[About this exercise] The line containing "per display refresh" marks the end: write out exactly every line from the first line of the data below through that line, and only those.

# # # # # # #

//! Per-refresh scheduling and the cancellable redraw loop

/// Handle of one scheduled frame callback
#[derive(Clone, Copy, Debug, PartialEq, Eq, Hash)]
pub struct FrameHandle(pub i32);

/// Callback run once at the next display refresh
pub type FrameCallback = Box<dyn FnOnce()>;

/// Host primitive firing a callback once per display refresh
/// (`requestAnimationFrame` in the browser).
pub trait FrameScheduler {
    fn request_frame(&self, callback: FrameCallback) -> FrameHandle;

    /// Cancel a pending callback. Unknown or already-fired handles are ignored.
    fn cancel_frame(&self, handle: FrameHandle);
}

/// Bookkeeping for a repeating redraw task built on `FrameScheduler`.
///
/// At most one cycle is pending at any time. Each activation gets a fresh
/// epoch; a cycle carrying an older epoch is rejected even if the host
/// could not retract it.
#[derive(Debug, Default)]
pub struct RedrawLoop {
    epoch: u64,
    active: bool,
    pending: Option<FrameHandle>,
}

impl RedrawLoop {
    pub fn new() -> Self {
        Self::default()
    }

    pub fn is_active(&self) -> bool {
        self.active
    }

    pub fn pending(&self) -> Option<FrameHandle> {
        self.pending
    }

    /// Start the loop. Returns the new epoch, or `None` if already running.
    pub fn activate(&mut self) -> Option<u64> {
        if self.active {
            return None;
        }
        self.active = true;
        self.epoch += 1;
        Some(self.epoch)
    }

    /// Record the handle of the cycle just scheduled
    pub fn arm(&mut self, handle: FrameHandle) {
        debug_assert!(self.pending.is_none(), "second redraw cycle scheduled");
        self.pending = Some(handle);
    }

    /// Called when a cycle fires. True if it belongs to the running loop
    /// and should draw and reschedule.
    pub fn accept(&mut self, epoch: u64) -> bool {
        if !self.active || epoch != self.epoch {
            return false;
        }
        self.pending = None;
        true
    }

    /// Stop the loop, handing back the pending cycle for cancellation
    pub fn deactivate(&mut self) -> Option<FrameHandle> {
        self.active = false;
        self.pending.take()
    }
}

# # # # # # #

[Result of this task]
//! Per-refresh scheduling and the cancellable redraw loop

/// Handle of one scheduled frame callback
#[derive(Clone, Copy, Debug, PartialEq, Eq, Hash)]
pub struct FrameHandle(pub i32);

/// Callback run once at the next display refresh
pub type FrameCallback = Box<dyn FnOnce()>;

/// Host primitive firing a callback once per display refresh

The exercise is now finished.